As Halloween approaches (and death itself, for all of us, eventually), I find myself thinking, Do zombies always have to be bad? And, What if zombies were good? And, Hey, maybe good zombies are what we call ‘angels’.

Then I find myself wondering where one would recruit armies of zombie angels (let’s call them “zangels”), besides your basic headstone-studded cemeteries. Then it comes to me: Hart Island, New York’s potters field, and home to a million or more of New York’s unclaimed dead, off the coast of The Bronx. What a great name and place for a movie starring zombie angels!

I see it opening on the plaque at the base of the Statue of Liberty, with that familiar passage from Emma Lazarus‘ sonnet The New Collosus:

“Give me your tired, your poor,
Your huddled masses yearning to breathe free,
The wretched refuse of your teeming shore.
Send these, the homeless, tempest-tost to me,
I lift my lamp beside the golden door!”

The camera sweeps upward, past Liberty’s lifted lamp, to the lifting lid of a plain wooden coffin, topmost of a stack among many in a trench on Hart Island, where the City accumulates boxed bodies by the dozen before a bulldozer, operated by inmates from the Department of Corrections, mass-buries them.

Correction is the theme. The zangels, wretched refuse all, teeming on a shore forgotten by all but the forsaken living, stir awake on a holy mission: to warn the living that the gap between rich and poor is stretching to a breaking point more dangerous than any terrorist plot.*

The zangels aren’t decayed, but appear in their living form, absent the infirmities and temporal concerns that put them in the ground. And they have a plan.
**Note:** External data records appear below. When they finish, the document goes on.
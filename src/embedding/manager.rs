//! Download and local management of Model2Vec embedding models

use crate::error::{Result, SkillBridgeError};
use hf_hub::api::tokio::Api;
use serde::{Deserialize, Serialize};
use std::collections::{HashMap, HashSet};
use std::path::{Path, PathBuf};
use tokio::fs;

/// Information about an available embedding model
#[derive(Debug, Clone, Serialize, Deserialize)]
pub struct EmbeddingModelInfo {
    pub name: String,
    pub repo_id: String,
    pub size_mb: u64,
    pub description: String,
    pub dimensions: u32,
}

/// Manager for embedding models - handles download, caching, and selection
pub struct EmbeddingModelManager {
    models_dir: PathBuf,
    available_models: HashMap<String, EmbeddingModelInfo>,
    downloaded_models: HashSet<String>,
    api: Api,
}

impl EmbeddingModelManager {
    pub async fn new(models_dir: PathBuf) -> Result<Self> {
        if !models_dir.exists() {
            fs::create_dir_all(&models_dir).await.map_err(|e| {
                SkillBridgeError::ModelLoading(format!("Failed to create models directory: {}", e))
            })?;
        }

        let api = Api::new().map_err(|e| {
            SkillBridgeError::ModelLoading(format!("Failed to initialize HF API: {}", e))
        })?;

        let mut manager = Self {
            models_dir,
            available_models: HashMap::new(),
            downloaded_models: HashSet::new(),
            api,
        };

        manager.init_available_models();
        manager.scan_downloaded_models().await?;

        Ok(manager)
    }

    fn init_available_models(&mut self) {
        self.available_models.insert(
            "potion-base-8M".to_string(),
            EmbeddingModelInfo {
                name: "Potion Base 8M".to_string(),
                repo_id: "minishlab/potion-base-8M".to_string(),
                size_mb: 33,
                description: "High-quality Model2Vec embeddings with 8M parameters".to_string(),
                dimensions: 256,
            },
        );

        self.available_models.insert(
            "m2v-base".to_string(),
            EmbeddingModelInfo {
                name: "Model2Vec Base".to_string(),
                repo_id: "minishlab/M2V_base_output".to_string(),
                size_mb: 90,
                description: "Legacy Model2Vec base embeddings model".to_string(),
                dimensions: 256,
            },
        );

        self.available_models.insert(
            "m2v-large".to_string(),
            EmbeddingModelInfo {
                name: "Model2Vec Large".to_string(),
                repo_id: "minishlab/M2V_large_output".to_string(),
                size_mb: 250,
                description: "High-capacity Model2Vec large embeddings model".to_string(),
                dimensions: 512,
            },
        );
    }

    async fn scan_downloaded_models(&mut self) -> Result<()> {
        let mut entries = fs::read_dir(&self.models_dir).await.map_err(|e| {
            SkillBridgeError::ModelLoading(format!("Failed to scan models directory: {}", e))
        })?;

        while let Some(entry) = entries.next_entry().await.map_err(|e| {
            SkillBridgeError::ModelLoading(format!("Failed to read directory entry: {}", e))
        })? {
            let is_dir = entry
                .file_type()
                .await
                .map(|t| t.is_dir())
                .unwrap_or(false);
            if is_dir && Self::is_valid_model_directory(&entry.path()).await {
                let model_name = entry.file_name().to_string_lossy().to_string();
                self.downloaded_models.insert(model_name);
            }
        }

        Ok(())
    }

    /// A usable Model2Vec directory has a tokenizer and safetensors weights.
    async fn is_valid_model_directory(path: &Path) -> bool {
        fs::metadata(path.join("model.safetensors")).await.is_ok()
            && fs::metadata(path.join("tokenizer.json")).await.is_ok()
            && fs::metadata(path.join("config.json")).await.is_ok()
    }

    /// Download an embedding model from the Hugging Face Hub.
    pub async fn download_model(&mut self, model_id: &str) -> Result<PathBuf> {
        let model_info = self
            .available_models
            .get(model_id)
            .ok_or_else(|| {
                SkillBridgeError::ModelNotFound(format!("Unknown embedding model: {}", model_id))
            })?
            .clone();

        let model_dir = self.models_dir.join(model_id);
        if self.downloaded_models.contains(model_id) {
            return Ok(model_dir);
        }

        log::info!(
            "Downloading embedding model {} ({} MB) from {}",
            model_info.name,
            model_info.size_mb,
            model_info.repo_id
        );

        fs::create_dir_all(&model_dir).await.map_err(|e| {
            SkillBridgeError::ModelLoading(format!("Failed to create model directory: {}", e))
        })?;

        let repo = self.api.repo(hf_hub::Repo::model(model_info.repo_id.clone()));

        let required_files = ["model.safetensors", "tokenizer.json", "config.json"];
        for file in &required_files {
            let file_path = repo.get(file).await.map_err(|e| {
                SkillBridgeError::ModelLoading(format!(
                    "Failed to download required file {}: {}",
                    file, e
                ))
            })?;
            let dest_path = model_dir.join(file);
            fs::copy(&file_path, &dest_path).await.map_err(|e| {
                SkillBridgeError::ModelLoading(format!("Failed to copy {}: {}", file, e))
            })?;
            log::debug!("Downloaded {}", file);
        }

        self.downloaded_models.insert(model_id.to_string());
        log::info!("Embedding model {} downloaded", model_info.name);
        Ok(model_dir)
    }

    pub fn get_model_path(&self, model_id: &str) -> Option<PathBuf> {
        if self.downloaded_models.contains(model_id) {
            Some(self.models_dir.join(model_id))
        } else {
            None
        }
    }

    /// Get or download a model, returning its local path.
    pub async fn ensure_model_available(&mut self, model_id: &str) -> Result<PathBuf> {
        if let Some(path) = self.get_model_path(model_id) {
            return Ok(path);
        }
        self.download_model(model_id).await
    }

    pub fn list_available_models(&self) -> Vec<&EmbeddingModelInfo> {
        let mut models: Vec<_> = self.available_models.values().collect();
        models.sort_by(|a, b| a.name.cmp(&b.name));
        models
    }

    pub fn list_downloaded_models(&self) -> Vec<String> {
        let mut models: Vec<_> = self.downloaded_models.iter().cloned().collect();
        models.sort();
        models
    }

    pub fn is_model_downloaded(&self, model_id: &str) -> bool {
        self.downloaded_models.contains(model_id)
    }

    /// Resolve a model ID from an ID, repo ID, or display name.
    pub fn resolve_model_id(&self, input: &str) -> Option<String> {
        if self.available_models.contains_key(input) {
            return Some(input.to_string());
        }

        for (id, info) in &self.available_models {
            if info.repo_id == input {
                return Some(id.clone());
            }
        }

        let input_lower = input.to_lowercase();
        for (id, info) in &self.available_models {
            if info.name.to_lowercase() == input_lower {
                return Some(id.clone());
            }
        }

        None
    }
}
First they confront the very inmates whose work on the island is burial. These they recruit to spread the word. But they do this selectively, starting with just one or two of the inmates, met by one or two of the zangels. The inmates, convinced (after first disbelieving, of course — gotta have that stage), plot next steps with the zangels, who then swim over to City Island, steal some fresh clothes off some clotheslines and head for meetings with a few of the zangels’ surviving friends, co-workers and loved ones. These too are shocked and disbelieving at first, but become disciples of the zangels, who are expert at disappearing and reappearing when necessary.

A code line — “Take liberty to Hart” — is used by the secretive but growing cohort of zangel disciples to organize meetings and start spreading the word.

Not sure what the big conflict with bad guys should be. Gotta have that too. Maybe the bad guys are Gordon Gecko types living in penthouses, working in high-floor offices, making money with work that creates wealth only for themselves. That’s a bit too Hollywood and pat, but I’m just thinking out loud right now, and need to get back to Real Work. But there are plenty of movie-making folk among readers here. I’m hoping those folks pick this up and run with it. I think it’s a hell of a good idea (puns intended).

Meanwhile, here’s a key resource that’s also the main cause:  The Hart Island Project, which seeks to de-shroud Hart Island, bring full respect to those buried there, open access to the public, and unearth and organize good records for those buried there. The project’s founder, Melinda Hunt (@hartisland), owns HartIsland.com as well as HartIsland.net and HartIsland.org. I’m sure she’d let the movie (provided it’s a good one) use HartIsland.com. (She also has a documentary on the island you can sample and buy here.)

Anyway, with Halloween front and center at the moment, I can’t think of a better way to organize and bring attention to a good cause by focusing on a Real Issue.

* Three good sources on this: Chris Hedges, writing about societal collapse and the seductions of warJoseph Stiglitz, whose latest book is The Price of Inequality: How Today’s Divided Society Endangers Our Future; and Stephen Lewis, a New York native and an authority on many relevant topics, blogging at Bubkes.com.